Oltre all’apprendimento automatico, il team dell’UH sta incorporando tecniche di elaborazione del linguaggio naturale per decifrare il contenuto testuale delle e-mail e dei siti Web di phishing. Comprendendo il significato semantico e l'intento dietro il linguaggio utilizzato, il loro sistema può distinguere meglio tra messaggi legittimi e dannosi.
"Gli attacchi di phishing spesso si basano su un linguaggio persuasivo e sull'urgenza per manipolare le persone e spingerle a divulgare i propri dati personali.
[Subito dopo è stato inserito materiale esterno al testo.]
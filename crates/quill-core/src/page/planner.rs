//! Forward/backward page planning.
//!
//! Both directions use the same trick: ask the row source for one row more
//! than the page needs. If that extra row comes back there is more to read in
//! the direction of travel; it is dropped before the page is built.
//!
//! The opposite-direction flag is never probed. A forward page always reports
//! `has_previous_page = false` and a backward page always reports
//! `has_next_page = false`.

use super::{Connection, PageArgs, PageDirection, Scope, Visibility, connection, cursor};
use crate::error::PageError;
use crate::source::{Boundary, OrderDirection, RangeQuery, Record};

/// Turns page arguments into a [`PagePlan`].
#[derive(Debug, Clone, Copy, PartialEq, Eq)]
pub struct PageQueryPlanner {
    max_page_size: u32,
}

impl PageQueryPlanner {
    #[must_use]
    pub const fn new(max_page_size: u32) -> Self {
        Self { max_page_size }
    }

    /// Decode raw Relay arguments into a direction.
    ///
    /// Returns `Ok(None)` when no paging argument at all was supplied; the
    /// caller answers that with an empty connection.
    ///
    /// # Errors
    ///
    /// - [`PageError::InvalidArgument`] when `first` and `last` are mixed, a
    ///   cursor is paired with the wrong count, or a cursor has no count.
    /// - [`PageError::InvalidCursor`] when a cursor does not decode.
    pub fn direction(&self, args: &PageArgs) -> Result<Option<PageDirection>, PageError> {
        match (args.first, args.last) {
            (Some(_), Some(_)) => Err(PageError::invalid_argument(
                "`first` and `last` cannot be combined",
            )),
            (Some(first), None) => {
                if args.before.is_some() {
                    return Err(PageError::invalid_argument(
                        "`before` cannot be combined with `first`",
                    ));
                }
                let after = args.after.as_deref().map(cursor::decode).transpose()?;
                Ok(Some(PageDirection::Forward { first, after }))
            }
            (None, Some(last)) => {
                if args.after.is_some() {
                    return Err(PageError::invalid_argument(
                        "`after` cannot be combined with `last`",
                    ));
                }
                let before = args.before.as_deref().map(cursor::decode).transpose()?;
                Ok(Some(PageDirection::Backward { last, before }))
            }
            (None, None) => {
                if args.after.is_some() {
                    return Err(PageError::invalid_argument("`after` requires `first`"));
                }
                if args.before.is_some() {
                    return Err(PageError::invalid_argument("`before` requires `last`"));
                }
                Ok(None)
            }
        }
    }

    /// Build the range query for one page.
    ///
    /// # Errors
    ///
    /// Returns [`PageError::InvalidArgument`] when the requested count exceeds
    /// the configured maximum page size.
    pub fn plan(
        &self,
        scope: Scope,
        visibility: Visibility,
        direction: PageDirection,
    ) -> Result<PagePlan, PageError> {
        let count = direction.count();
        if count > self.max_page_size {
            return Err(PageError::InvalidArgument(format!(
                "page size {count} exceeds the maximum of {}",
                self.max_page_size
            )));
        }

        let (order, boundary) = match direction {
            PageDirection::Forward { after, .. } => {
                (OrderDirection::Asc, after.map(Boundary::After))
            }
            PageDirection::Backward { before, .. } => {
                (OrderDirection::Desc, before.map(Boundary::Before))
            }
        };

        Ok(PagePlan {
            query: RangeQuery {
                scope,
                visibility,
                order,
                boundary,
                limit: count as usize + 1,
            },
            direction,
        })
    }
}

/// A planned page: the range query to run and how to finish its rows.
#[derive(Debug, Clone, PartialEq, Eq)]
pub struct PagePlan {
    pub query: RangeQuery,
    pub direction: PageDirection,
}

impl PagePlan {
    /// Trim the lookahead row, restore ascending order and assemble.
    #[must_use]
    pub fn finish<R: Record>(&self, mut rows: Vec<R>) -> Connection<R> {
        let count = self.direction.count() as usize;
        let has_more = rows.len() > count;
        rows.truncate(count);

        match self.direction {
            PageDirection::Forward { .. } => connection::assemble(rows, false, has_more),
            PageDirection::Backward { .. } => {
                rows.reverse();
                connection::assemble(rows, has_more, false)
            }
        }
    }
}

#[cfg(test)]
mod tests {
    use super::*;
    use crate::model::Comment;
    use crate::page::{Filter, SortKey};
    use chrono::{TimeZone, Utc};

    fn planner() -> PageQueryPlanner {
        PageQueryPlanner::new(50)
    }

    fn comment(id: i64, secs: i64) -> Comment {
        Comment {
            comment_id: id,
            post_id: 1,
            author: "bob".to_string(),
            body: String::new(),
            is_deleted: false,
            deleted_at: None,
            created_at: Utc.timestamp_opt(secs, 0).unwrap(),
        }
    }

    fn key(secs: i64, id: i64) -> SortKey {
        SortKey::new(Utc.timestamp_opt(secs, 0).unwrap(), id)
    }

    #[test]
    fn no_arguments_means_no_direction() {
        assert_eq!(planner().direction(&PageArgs::default()).unwrap(), None);
    }

    #[test]
    fn first_and_last_together_is_invalid() {
        let args = PageArgs {
            first: Some(1),
            last: Some(1),
            ..PageArgs::default()
        };
        assert!(matches!(
            planner().direction(&args),
            Err(PageError::InvalidArgument(_))
        ));
    }

    #[test]
    fn mismatched_cursor_is_invalid() {
        let key = cursor::encode(&key(1, 1)).into_string();

        let forward_with_before = PageArgs {
            first: Some(2),
            before: Some(key.clone()),
            ..PageArgs::default()
        };
        let backward_with_after = PageArgs {
            last: Some(2),
            after: Some(key.clone()),
            ..PageArgs::default()
        };
        let dangling_after = PageArgs {
            after: Some(key),
            ..PageArgs::default()
        };

        for args in [forward_with_before, backward_with_after, dangling_after] {
            assert!(matches!(
                planner().direction(&args),
                Err(PageError::InvalidArgument(_))
            ));
        }
    }

    #[test]
    fn bad_cursor_is_reported_as_invalid_cursor() {
        let args = PageArgs::forward(2, Some("not-base64!!!"));
        assert!(matches!(
            planner().direction(&args),
            Err(PageError::InvalidCursor(_))
        ));
    }

    #[test]
    fn forward_plan_fetches_one_extra_ascending() {
        let after = key(5, 9);
        let plan = planner()
            .plan(
                Scope::Post(3),
                Visibility::LIVE,
                PageDirection::Forward {
                    first: 10,
                    after: Some(after),
                },
            )
            .unwrap();

        assert_eq!(plan.query.order, OrderDirection::Asc);
        assert_eq!(plan.query.boundary, Some(Boundary::After(after)));
        assert_eq!(plan.query.limit, 11);
        assert_eq!(plan.query.scope, Scope::Post(3));
        assert_eq!(plan.query.visibility.deleted, Filter::Equals(false));
    }

    #[test]
    fn backward_plan_without_cursor_is_unbounded_descending() {
        let plan = planner()
            .plan(
                Scope::Feed,
                Visibility::ALL,
                PageDirection::Backward {
                    last: 4,
                    before: None,
                },
            )
            .unwrap();

        assert_eq!(plan.query.order, OrderDirection::Desc);
        assert_eq!(plan.query.boundary, None);
        assert_eq!(plan.query.limit, 5);
    }

    #[test]
    fn oversized_page_is_rejected() {
        let result = planner().plan(
            Scope::Feed,
            Visibility::ALL,
            PageDirection::Forward {
                first: 51,
                after: None,
            },
        );
        assert!(matches!(result, Err(PageError::InvalidArgument(_))));
    }

    #[test]
    fn forward_finish_trims_lookahead_row() {
        let plan = planner()
            .plan(
                Scope::Post(1),
                Visibility::ALL,
                PageDirection::Forward {
                    first: 2,
                    after: None,
                },
            )
            .unwrap();

        let conn = plan.finish(vec![comment(1, 1), comment(2, 1), comment(3, 2)]);
        let ids: Vec<i64> = conn.nodes().map(|c| c.comment_id).collect();
        assert_eq!(ids, vec![1, 2]);
        assert!(conn.page_info.has_next_page);
        assert!(!conn.page_info.has_previous_page);
    }

    #[test]
    fn backward_finish_reverses_to_ascending() {
        let plan = planner()
            .plan(
                Scope::Post(1),
                Visibility::ALL,
                PageDirection::Backward {
                    last: 2,
                    before: None,
                },
            )
            .unwrap();

        // Rows arrive newest first.
        let conn = plan.finish(vec![comment(3, 2), comment(2, 1), comment(1, 1)]);
        let ids: Vec<i64> = conn.nodes().map(|c| c.comment_id).collect();
        assert_eq!(ids, vec![2, 3]);
        assert!(conn.page_info.has_previous_page);
        assert!(!conn.page_info.has_next_page);
    }

    #[test]
    fn short_page_reports_no_more() {
        let plan = planner()
            .plan(
                Scope::Post(1),
                Visibility::ALL,
                PageDirection::Forward {
                    first: 5,
                    after: None,
                },
            )
            .unwrap();

        let conn = plan.finish(vec![comment(1, 1)]);
        assert_eq!(conn.len(), 1);
        assert!(!conn.page_info.has_next_page);
    }
}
I nostri modelli di elaborazione del linguaggio naturale ci consentono di analizzare e comprendere l'intento sottostante del testo, rafforzando così la nostra capacità di rilevare i tentativi di phishing", spiega il Dr. Shahzad.
Gli sforzi del team di ricerca si concentrano sullo sviluppo di un sistema di rilevamento del phishing robusto e scalabile che possa essere facilmente implementato in vari contesti. Immaginano il loro sistema come una componente vitale delle infrastrutture di sicurezza informatica, rafforzando le difese contro gli attacchi di phishing e proteggendo individui e organizzazioni da potenziali perdite finanziarie e reputazionali.
"Mentre la sofisticazione degli attacchi di phishing continua ad evolversi, la nostra ricerca mira a fornire i progressi tecnologici tanto necessari per combattere queste minacce in modo efficace. Combinando l'apprendimento automatico e le tecniche di elaborazione del linguaggio naturale, ci sforziamo di contribuire allo sviluppo di un ambiente più sicuro e più proteggere il cyberspazio", conclude il Dott. Shahzad.